MY REPLY: My piece from the past is young compared to other belongings, but it’s still a priceless possession. It’s an 8×10, black marble looking frame with a golden internal edges. Since I received it as a Christmas gift from my father it has hung on my living room. It makes me happy each time I pause before it. The frame contains hand drawn scenes from my father’s three most important homes – two from boyhood and the first home he and my mom ever purchased. The homes are each drawn on white, horizontal 3×5 index cards.

The first card, located at the top left, features the family farm in Lake Odessa, Michigan. It was his boyhood summer home where he and his three brothers lived with their aunt and uncle. I, too, spent many summer vacations on this same farm. I loved its narrow staircase leading to the second floor, the glassed in coffee table with hinged lid that displayed an intricate collection of my great great aunt’s sewing buttons and the kitchen counters laden with drying homemade pasta cut into perfect fettucine-sized noodles. While the farm ignites good times in my mind, I was deathly afraid of the second floor bedroom where we usually slept when we visited. This is because there was a door from the bedroom to the outside of the house. If I had ever sleep walked or opened that door I would have fallen 10 feet below and probably would have been no more.

“The farm,” as it is affectionately known, was built with a roofed, long, wooden front porch. This roof had been what you would have stepped on if you had opened the second floor door. But unfortunately, as wood deteriorates over time, both parts had to be torn down. The door was “off limits” to us kids. And rightly so. Locked but accessible, I remember realizing it would mean certain death if I had opened it and stepped out into nothingness. I guess the fact that I’m writing about it today shows you I obeyed.

The middle index card features my father’s boyhood home in Battle Creek, Michigan. Its detached one-car garage in back, originally housed my grandfather’s 1936 black Chevrolet and then later his new 1947 red International pickup truck.

Its backyard, unseen, contained a garden and a dog pen. According to dad, it also was home to many dog burial plots as well.

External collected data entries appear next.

//! Session store: the user directory and who is logged in

use crate::{
    storage::user::{User, UserUpdate},
    Error, Result,
};
use serde::{Deserialize, Serialize};
use uuid::Uuid;

/// User directory plus the current session
///
/// Only the current user's id is kept; `current_user()` always reads the
/// directory entry, so the block set and other fields have one home.
#[derive(Debug, Clone, Default, Serialize, Deserialize)]
pub struct SessionStore {
    /// All known users
    pub users: Vec<User>,
    /// Id of the logged-in user
    pub current_user_id: Option<String>,
}

impl SessionStore {
    /// Create an empty directory with nobody logged in
    pub fn new() -> Self {
        Self::default()
    }

    /// Add a user record supplied from outside (fixtures, imports)
    pub fn insert_user(&mut self, user: User) {
        self.users.push(user);
    }

    /// Find a user by id
    pub fn get_user(&self, user_id: &str) -> Option<&User> {
        self.users.iter().find(|u| u.id == user_id)
    }

    /// Find a user by id, mutably
    pub fn get_user_mut(&mut self, user_id: &str) -> Option<&mut User> {
        self.users.iter_mut().find(|u| u.id == user_id)
    }

    /// Find a user by username (case-insensitive)
    pub fn find_by_username(&self, username: &str) -> Option<&User> {
        self.users.iter().find(|u| u.has_username(username))
    }

    /// The logged-in user, read from the directory
    pub fn current_user(&self) -> Option<&User> {
        self.current_user_id
            .as_deref()
            .and_then(|id| self.get_user(id))
    }

    fn current_user_mut(&mut self) -> Option<&mut User> {
        let id = self.current_user_id.clone()?;
        self.get_user_mut(&id)
    }

    /// Log in by username
    ///
    /// # Returns
    /// The user that is now current, or `None` if no such user exists
    pub fn login(&mut self, username: &str) -> Option<&User> {
        let id = self.find_by_username(username.trim())?.id.clone();
        tracing::info!("User {} logged in", id);
        self.current_user_id = Some(id);
        self.current_user()
    }

    /// Create a new account and make it current
    ///
    /// # Errors
    /// - `Error::InvalidUsername` if the name is blank
    /// - `Error::UsernameTaken` if the name exists in any letter case
    pub fn signup(&mut self, username: &str) -> Result<&User> {
        let username = username.trim();
        if username.is_empty() {
            return Err(Error::InvalidUsername("username must not be empty".to_string()));
        }
        if self.find_by_username(username).is_some() {
            return Err(Error::UsernameTaken(username.to_string()));
        }

        let user = User::new(format!("user-{}", Uuid::new_v4()), username.to_string());
        tracing::info!("Signed up user {} ({})", user.id, user.username);
        self.current_user_id = Some(user.id.clone());
        self.users.push(user);
        self.current_user().ok_or(Error::NotLoggedIn)
    }

    /// End the session; the directory is untouched
    pub fn logout(&mut self) {
        if let Some(id) = self.current_user_id.take() {
            tracing::info!("User {} logged out", id);
        }
    }

    /// Apply a partial profile update to a user
    ///
    /// # Returns
    /// `false` if the user does not exist
    pub fn update_user(&mut self, user_id: &str, update: UserUpdate) -> bool {
        match self.get_user_mut(user_id) {
            Some(user) => {
                user.apply(update);
                true
            }
            None => false,
        }
    }

    /// Toggle `target` in the current user's block set
    ///
    /// # Returns
    /// `Some(true)` if now blocked, `Some(false)` if unblocked,
    /// `None` when nobody is logged in or the target is the user themself
    pub fn toggle_block_user(&mut self, target: &str) -> Option<bool> {
        let user = self.current_user_mut()?;
        if user.id == target {
            return None;
        }
        let blocked = user.toggle_block(target);
        tracing::info!(
            "User {} {} {}",
            user.id,
            if blocked { "blocked" } else { "unblocked" },
            target
        );
        Some(blocked)
    }

    /// Replace a user's security code with a freshly generated one
    ///
    /// # Returns
    /// `false` if the user does not exist
    pub fn rotate_security_code(&mut self, user_id: &str) -> bool {
        match self.get_user_mut(user_id) {
            Some(user) => {
                user.security_code = crate::storage::user::generate_security_code();
                true
            }
            None => false,
        }
    }
}
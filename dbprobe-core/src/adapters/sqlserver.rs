//! SQL Server adapter.
//!
//! Connects over a raw TCP stream handed to the TDS client, runs
//! `SELECT 1` as the liveness check, and enumerates user databases from
//! `sys.databases`. No version string is reported for this kind.
//!
//! The connect is an ordinary future the probe service awaits under its
//! time budget; it resolves exactly once and tears the stream down on
//! cancellation.

use async_trait::async_trait;
use tiberius::{AuthMethod, Client, Config, EncryptionLevel};
use tokio::net::TcpStream;
use tokio_util::compat::{Compat, TokioAsyncWriteCompatExt};

use super::{ConnectionReport, DatabaseProber};
use crate::descriptor::{ConnectionDescriptor, DatabaseKind};
use crate::error::{ProbeError, ProbeResult};

pub struct SqlServerProber;

impl SqlServerProber {
    pub fn new() -> Self {
        Self
    }

    /// TDS configuration for the probe target. `database` scopes the
    /// session; enumeration passes `None` to land in the default catalog.
    fn client_config(
        descriptor: &ConnectionDescriptor,
        database: Option<&str>,
    ) -> ProbeResult<Config> {
        let server = descriptor.server()?;
        let credentials = descriptor.credentials()?;

        let mut config = Config::new();
        config.host(&server.host);
        config.port(server.port);
        config.authentication(AuthMethod::sql_server(
            &credentials.username,
            &credentials.password,
        ));
        config.encryption(EncryptionLevel::NotSupported);
        if let Some(database) = database {
            config.database(database);
        }
        Ok(config)
    }

    async fn connect(config: Config) -> ProbeResult<Client<Compat<TcpStream>>> {
        let tcp = TcpStream::connect(config.get_addr()).await.map_err(|e| {
            ProbeError::connection_failed(
                e.to_string(),
                e.raw_os_error().map(|code| code.to_string()),
            )
        })?;
        tcp.set_nodelay(true)
            .map_err(|e| ProbeError::connection_failed(e.to_string(), None))?;

        Client::connect(config, tcp.compat_write())
            .await
            .map_err(|e| normalize(&e))
    }
}

impl Default for SqlServerProber {
    fn default() -> Self {
        Self::new()
    }
}

#[async_trait]
impl DatabaseProber for SqlServerProber {
    fn kind(&self) -> DatabaseKind {
        DatabaseKind::SqlServer
    }

    async fn test_connection(
        &self,
        descriptor: &ConnectionDescriptor,
    ) -> ProbeResult<ConnectionReport> {
        let config = Self::client_config(descriptor, descriptor.database.as_deref())?;
        let mut client = Self::connect(config).await?;

        let liveness = match client.simple_query("SELECT 1").await {
            Ok(stream) => stream.into_first_result().await.map(|_| ()),
            Err(e) => Err(e),
        };
        // Dropping the client closes the underlying TCP stream.
        drop(client);
        liveness.map_err(|e| normalize(&e))?;

        Ok(ConnectionReport {
            message: "SQL Server connection successful".to_string(),
            version: None,
        })
    }

    async fn list_databases(&self, descriptor: &ConnectionDescriptor) -> ProbeResult<Vec<String>> {
        let config = Self::client_config(descriptor, None)?;
        let mut client = Self::connect(config).await?;

        let fetched = match client
            .query(
                // database_id 1-4 are master, tempdb, model, and msdb.
                "SELECT name FROM sys.databases WHERE database_id > 4 ORDER BY name",
                &[],
            )
            .await
        {
            Ok(stream) => stream.into_first_result().await,
            Err(e) => Err(e),
        };
        drop(client);

        let rows = fetched.map_err(|e| normalize(&e))?;
        let mut names = Vec::with_capacity(rows.len());
        for row in rows {
            if let Some(name) = row.get::<&str, _>(0) {
                names.push(name.to_string());
            }
        }
        Ok(names)
    }
}

/// Maps TDS errors, keeping the server-reported error number when present.
fn normalize(err: &tiberius::error::Error) -> ProbeError {
    let native_code = match err {
        tiberius::error::Error::Server(token) => Some(token.code().to_string()),
        _ => None,
    };
    ProbeError::connection_failed(err.to_string(), native_code)
}

#[cfg(test)]
#[allow(clippy::unwrap_used)]
mod tests {
    use super::*;
    use crate::descriptor::ProbeRequest;
    use crate::error::ProbeErrorKind;

    fn descriptor() -> ConnectionDescriptor {
        let request = ProbeRequest::new("mssql")
            .with_host("db.example.com")
            .with_port(1433u16)
            .with_credentials("sa", "secret");
        ConnectionDescriptor::from_request(&request).unwrap()
    }

    #[test]
    fn test_client_config_addresses_the_target() {
        let config = SqlServerProber::client_config(&descriptor(), None).unwrap();
        assert_eq!(config.get_addr(), "db.example.com:1433");
    }

    #[test]
    fn test_client_config_requires_credentials() {
        let request = ProbeRequest::new("mongodb")
            .with_host("localhost")
            .with_port(1433u16);
        let no_credentials = ConnectionDescriptor::from_request(&request).unwrap();

        let err = SqlServerProber::client_config(&no_credentials, None).unwrap_err();
        assert_eq!(err.kind(), ProbeErrorKind::MissingParameters);
    }
}
//! Command-line frontend for the connection probe service.
//!
//! Two commands: `test` runs a probe against one target and prints the
//! outcome as JSON, `kinds` prints the supported-kinds table. Everything
//! the commands print goes to stdout as JSON; logs go to stderr.

pub mod logging;

use std::time::Duration;

use clap::{Parser, Subcommand};
use dbprobe_core::{ProbeRequest, ProbeService, supported_kinds};
use tracing::debug;

pub use logging::init_logging;

#[derive(Parser)]
#[command(name = "dbprobe")]
#[command(about = "Database connection probe")]
#[command(version = env!("CARGO_PKG_VERSION"))]
pub struct Cli {
    /// Increase log verbosity (-v for debug, -vv for trace)
    #[arg(short, long, action = clap::ArgAction::Count, global = true)]
    pub verbose: u8,

    /// Only log errors
    #[arg(short, long, global = true, conflicts_with = "verbose")]
    pub quiet: bool,

    #[command(subcommand)]
    pub command: Command,
}

#[derive(Subcommand)]
pub enum Command {
    /// Test connectivity to a database and list its visible databases
    Test {
        /// Database kind (mysql, postgresql, mongodb, mssql, oracle, sqlite)
        #[arg(short, long, default_value = "mysql")]
        kind: String,

        /// Server hostname or address
        #[arg(long)]
        host: Option<String>,

        /// Server port
        #[arg(short, long)]
        port: Option<u16>,

        /// Username to authenticate as
        #[arg(short, long)]
        username: Option<String>,

        /// Password for the username
        #[arg(long)]
        password: Option<String>,

        /// Database name, service name, or file path depending on the kind
        #[arg(short, long)]
        database: Option<String>,

        /// Connection timeout in seconds
        #[arg(long, default_value = "10", value_name = "SECONDS")]
        timeout: u64,
    },

    /// List the supported database kinds
    Kinds,
}

impl Cli {
    /// Executes the parsed command and returns the JSON to print.
    pub async fn execute(self) -> anyhow::Result<String> {
        match self.command {
            Command::Test {
                kind,
                host,
                port,
                username,
                password,
                database,
                timeout,
            } => {
                let mut request = ProbeRequest::new(kind);
                request.host = host;
                request.port = port.map(Into::into);
                request.username = username;
                request.password = password;
                request.database = database;

                let service = ProbeService::with_timeout(Duration::from_secs(timeout));
                debug!(kind = %request.kind, timeout_secs = timeout, "running probe");

                let outcome = service.probe(&request).await;
                Ok(serde_json::to_string_pretty(&outcome)?)
            }
            Command::Kinds => Ok(serde_json::to_string_pretty(&supported_kinds())?),
        }
    }
}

With three brothers and one bathroom you can imagine the line on the first floor! A master bedroom and kitchen were also there. The second floor contained two bedrooms – one shared by the two oldest brothers and another shared by dad and the youngest brother. Each bedroom had a door that accessed the attic at opposite ends of the house. At one point, an older brother used the area for a photography dark room. My dad and his little brother covered their attic area floor with cardboard thereby having a prime play area full of Army men. The areas had electrical lighting as well.

A Coal furnace and small water heater were in the basement and a coal truck made deliveries through a window chute, which led to a coal bin below.

The bottom sketch features the first new home my parents ever bought. After peeking in its windows on a Sunday and discovering an uncarpeted slab, dad called the builder who took care of it the next day so we could move in. It snowed in Tallahassee, FL on that day in 1975, the middle of my 7th grade year. Nixon was president. The interest rate on their mortgage was 4.75%.

Aside from these drawings and their historical nature, index cards are synonymous with my dad. He’s used them for years in his home office. He uses them to write notes and lists. I’ve seen him use them as bookmarks. He reads the Christmas story from the book of Luke in the Bible and then passes around a basket of them with ink pens prior to opening gifts so we can record the gifts we received and who gave them. This paperwork is very important – especially when writing thank you notes.

Dad’s doodles and sketches are pictures into our past. I’m so very thankful these three framed sketches hang in my home today.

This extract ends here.